# To do
Say how many lines in the entries hold the word "FramePlayer", and reply with that number only.

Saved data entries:
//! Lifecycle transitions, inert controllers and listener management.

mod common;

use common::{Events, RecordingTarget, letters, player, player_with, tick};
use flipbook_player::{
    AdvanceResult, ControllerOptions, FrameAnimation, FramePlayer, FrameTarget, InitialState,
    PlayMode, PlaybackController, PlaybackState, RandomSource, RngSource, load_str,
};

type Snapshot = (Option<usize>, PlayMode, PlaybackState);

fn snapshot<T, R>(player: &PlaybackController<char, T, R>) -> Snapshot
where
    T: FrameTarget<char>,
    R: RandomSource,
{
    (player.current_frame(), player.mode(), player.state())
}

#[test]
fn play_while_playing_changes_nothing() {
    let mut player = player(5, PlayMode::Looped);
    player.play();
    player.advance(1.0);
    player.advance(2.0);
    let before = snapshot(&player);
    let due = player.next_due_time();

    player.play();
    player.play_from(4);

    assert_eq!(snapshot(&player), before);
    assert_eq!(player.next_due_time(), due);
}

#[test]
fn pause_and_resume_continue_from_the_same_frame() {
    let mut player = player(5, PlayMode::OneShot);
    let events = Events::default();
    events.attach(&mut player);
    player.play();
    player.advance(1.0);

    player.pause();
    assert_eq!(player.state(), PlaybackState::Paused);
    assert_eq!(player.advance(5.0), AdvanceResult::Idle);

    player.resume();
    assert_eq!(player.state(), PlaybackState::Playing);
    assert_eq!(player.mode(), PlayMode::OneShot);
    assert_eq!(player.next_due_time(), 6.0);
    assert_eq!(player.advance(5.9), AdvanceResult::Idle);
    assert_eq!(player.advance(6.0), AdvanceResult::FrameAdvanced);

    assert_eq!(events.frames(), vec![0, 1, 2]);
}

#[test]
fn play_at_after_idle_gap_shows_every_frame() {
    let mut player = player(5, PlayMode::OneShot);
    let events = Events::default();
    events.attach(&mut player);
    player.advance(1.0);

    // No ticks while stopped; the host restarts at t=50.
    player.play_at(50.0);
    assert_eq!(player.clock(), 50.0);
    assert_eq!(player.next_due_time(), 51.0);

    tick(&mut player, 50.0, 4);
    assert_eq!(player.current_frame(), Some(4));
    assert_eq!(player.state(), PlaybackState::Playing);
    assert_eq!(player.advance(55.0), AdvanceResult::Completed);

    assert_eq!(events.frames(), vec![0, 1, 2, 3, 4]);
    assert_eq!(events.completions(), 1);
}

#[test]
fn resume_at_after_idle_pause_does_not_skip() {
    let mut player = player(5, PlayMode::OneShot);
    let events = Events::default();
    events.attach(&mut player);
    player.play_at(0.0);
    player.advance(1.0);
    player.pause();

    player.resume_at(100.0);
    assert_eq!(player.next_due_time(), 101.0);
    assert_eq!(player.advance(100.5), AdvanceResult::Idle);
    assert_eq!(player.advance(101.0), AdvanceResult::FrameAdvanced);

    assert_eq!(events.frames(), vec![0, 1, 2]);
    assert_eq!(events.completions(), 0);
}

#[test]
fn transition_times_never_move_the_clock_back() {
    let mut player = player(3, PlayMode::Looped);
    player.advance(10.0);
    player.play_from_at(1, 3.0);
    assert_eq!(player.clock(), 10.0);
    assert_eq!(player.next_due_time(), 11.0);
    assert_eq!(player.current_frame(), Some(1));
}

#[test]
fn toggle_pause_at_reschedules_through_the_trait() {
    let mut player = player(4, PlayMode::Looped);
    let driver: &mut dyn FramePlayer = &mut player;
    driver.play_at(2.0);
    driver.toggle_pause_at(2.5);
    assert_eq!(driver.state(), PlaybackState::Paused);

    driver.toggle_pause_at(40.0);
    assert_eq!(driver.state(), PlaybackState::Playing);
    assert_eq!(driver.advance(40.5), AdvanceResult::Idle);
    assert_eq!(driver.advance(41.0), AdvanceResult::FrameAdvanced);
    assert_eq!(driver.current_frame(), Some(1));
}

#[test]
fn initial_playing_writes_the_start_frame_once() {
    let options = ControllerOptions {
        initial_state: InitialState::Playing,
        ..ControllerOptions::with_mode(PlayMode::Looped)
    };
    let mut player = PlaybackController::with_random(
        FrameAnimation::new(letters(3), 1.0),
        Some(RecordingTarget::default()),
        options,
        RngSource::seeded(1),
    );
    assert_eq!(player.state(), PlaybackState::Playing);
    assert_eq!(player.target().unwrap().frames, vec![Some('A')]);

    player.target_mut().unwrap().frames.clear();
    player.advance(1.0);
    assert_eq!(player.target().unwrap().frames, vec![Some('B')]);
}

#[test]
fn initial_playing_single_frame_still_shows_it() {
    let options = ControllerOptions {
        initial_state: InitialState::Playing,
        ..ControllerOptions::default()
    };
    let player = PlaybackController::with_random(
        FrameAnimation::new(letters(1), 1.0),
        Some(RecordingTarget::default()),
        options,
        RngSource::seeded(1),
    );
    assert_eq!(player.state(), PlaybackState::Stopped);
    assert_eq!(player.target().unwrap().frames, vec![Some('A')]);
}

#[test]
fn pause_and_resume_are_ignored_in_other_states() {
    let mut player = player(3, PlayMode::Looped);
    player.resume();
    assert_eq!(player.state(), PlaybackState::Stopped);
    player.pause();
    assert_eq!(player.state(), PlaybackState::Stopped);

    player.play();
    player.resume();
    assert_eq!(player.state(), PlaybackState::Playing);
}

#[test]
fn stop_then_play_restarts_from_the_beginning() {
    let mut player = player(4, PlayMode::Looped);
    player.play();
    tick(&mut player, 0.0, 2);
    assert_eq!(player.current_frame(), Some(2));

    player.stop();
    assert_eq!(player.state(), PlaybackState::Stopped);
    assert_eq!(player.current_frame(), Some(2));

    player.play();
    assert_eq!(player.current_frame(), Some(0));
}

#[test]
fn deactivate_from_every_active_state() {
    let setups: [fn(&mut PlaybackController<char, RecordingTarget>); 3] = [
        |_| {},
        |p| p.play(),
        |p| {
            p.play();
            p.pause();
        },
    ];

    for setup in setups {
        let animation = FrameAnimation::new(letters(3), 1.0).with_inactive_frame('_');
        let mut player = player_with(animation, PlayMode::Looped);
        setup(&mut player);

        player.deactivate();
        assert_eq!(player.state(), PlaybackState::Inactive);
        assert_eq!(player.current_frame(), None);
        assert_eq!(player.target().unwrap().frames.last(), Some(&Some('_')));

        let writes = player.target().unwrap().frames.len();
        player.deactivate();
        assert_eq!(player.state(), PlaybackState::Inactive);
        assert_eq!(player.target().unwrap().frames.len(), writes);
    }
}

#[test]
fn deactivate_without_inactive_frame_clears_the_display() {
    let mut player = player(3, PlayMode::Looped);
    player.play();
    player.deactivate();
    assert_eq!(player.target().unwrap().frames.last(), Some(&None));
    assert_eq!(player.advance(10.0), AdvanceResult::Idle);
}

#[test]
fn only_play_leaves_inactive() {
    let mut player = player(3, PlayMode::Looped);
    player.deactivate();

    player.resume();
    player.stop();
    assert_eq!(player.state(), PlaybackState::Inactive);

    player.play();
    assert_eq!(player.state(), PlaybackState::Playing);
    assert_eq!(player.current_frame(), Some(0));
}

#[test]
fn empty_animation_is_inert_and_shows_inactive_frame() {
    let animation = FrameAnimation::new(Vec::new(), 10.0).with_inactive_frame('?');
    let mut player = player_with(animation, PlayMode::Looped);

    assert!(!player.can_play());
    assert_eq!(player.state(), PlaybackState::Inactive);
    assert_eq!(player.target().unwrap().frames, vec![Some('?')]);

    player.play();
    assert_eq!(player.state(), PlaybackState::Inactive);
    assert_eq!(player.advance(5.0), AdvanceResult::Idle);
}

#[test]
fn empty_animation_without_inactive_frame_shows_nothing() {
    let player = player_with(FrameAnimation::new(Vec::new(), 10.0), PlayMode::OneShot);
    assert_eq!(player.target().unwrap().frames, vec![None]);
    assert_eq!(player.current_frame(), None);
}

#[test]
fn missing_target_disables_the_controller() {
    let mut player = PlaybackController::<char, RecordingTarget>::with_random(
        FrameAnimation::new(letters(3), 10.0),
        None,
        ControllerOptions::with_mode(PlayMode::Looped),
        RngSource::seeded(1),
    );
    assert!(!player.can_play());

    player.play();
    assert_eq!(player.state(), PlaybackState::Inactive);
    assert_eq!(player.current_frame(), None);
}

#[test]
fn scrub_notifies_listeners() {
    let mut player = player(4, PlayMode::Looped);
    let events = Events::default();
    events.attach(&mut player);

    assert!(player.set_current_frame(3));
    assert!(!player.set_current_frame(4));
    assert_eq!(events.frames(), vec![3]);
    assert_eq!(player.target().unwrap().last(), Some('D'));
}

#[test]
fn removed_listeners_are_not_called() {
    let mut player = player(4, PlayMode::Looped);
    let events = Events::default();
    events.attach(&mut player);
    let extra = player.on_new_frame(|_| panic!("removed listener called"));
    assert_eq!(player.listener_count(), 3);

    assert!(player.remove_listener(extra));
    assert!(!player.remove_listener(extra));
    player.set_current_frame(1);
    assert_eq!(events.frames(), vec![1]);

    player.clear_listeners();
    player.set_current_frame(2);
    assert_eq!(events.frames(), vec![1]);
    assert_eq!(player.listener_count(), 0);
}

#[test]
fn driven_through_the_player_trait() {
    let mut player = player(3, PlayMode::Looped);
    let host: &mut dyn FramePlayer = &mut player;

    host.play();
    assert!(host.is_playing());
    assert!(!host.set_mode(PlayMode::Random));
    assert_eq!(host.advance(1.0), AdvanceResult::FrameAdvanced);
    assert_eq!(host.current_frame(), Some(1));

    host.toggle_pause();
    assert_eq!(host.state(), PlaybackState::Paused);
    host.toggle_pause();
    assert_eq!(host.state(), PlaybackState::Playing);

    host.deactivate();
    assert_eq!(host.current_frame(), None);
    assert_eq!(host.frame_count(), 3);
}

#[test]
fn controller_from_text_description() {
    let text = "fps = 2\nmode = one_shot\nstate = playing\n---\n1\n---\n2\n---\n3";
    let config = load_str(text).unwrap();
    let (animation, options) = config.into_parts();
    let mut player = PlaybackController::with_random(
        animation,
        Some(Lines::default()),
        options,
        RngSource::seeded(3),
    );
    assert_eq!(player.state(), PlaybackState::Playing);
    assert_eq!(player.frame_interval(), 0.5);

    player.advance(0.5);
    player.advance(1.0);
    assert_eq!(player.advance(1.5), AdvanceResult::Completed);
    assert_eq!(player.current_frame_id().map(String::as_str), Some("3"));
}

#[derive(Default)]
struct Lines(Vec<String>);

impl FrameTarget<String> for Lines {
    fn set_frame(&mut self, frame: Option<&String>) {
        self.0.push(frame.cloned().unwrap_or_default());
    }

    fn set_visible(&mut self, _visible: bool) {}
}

# Output below
3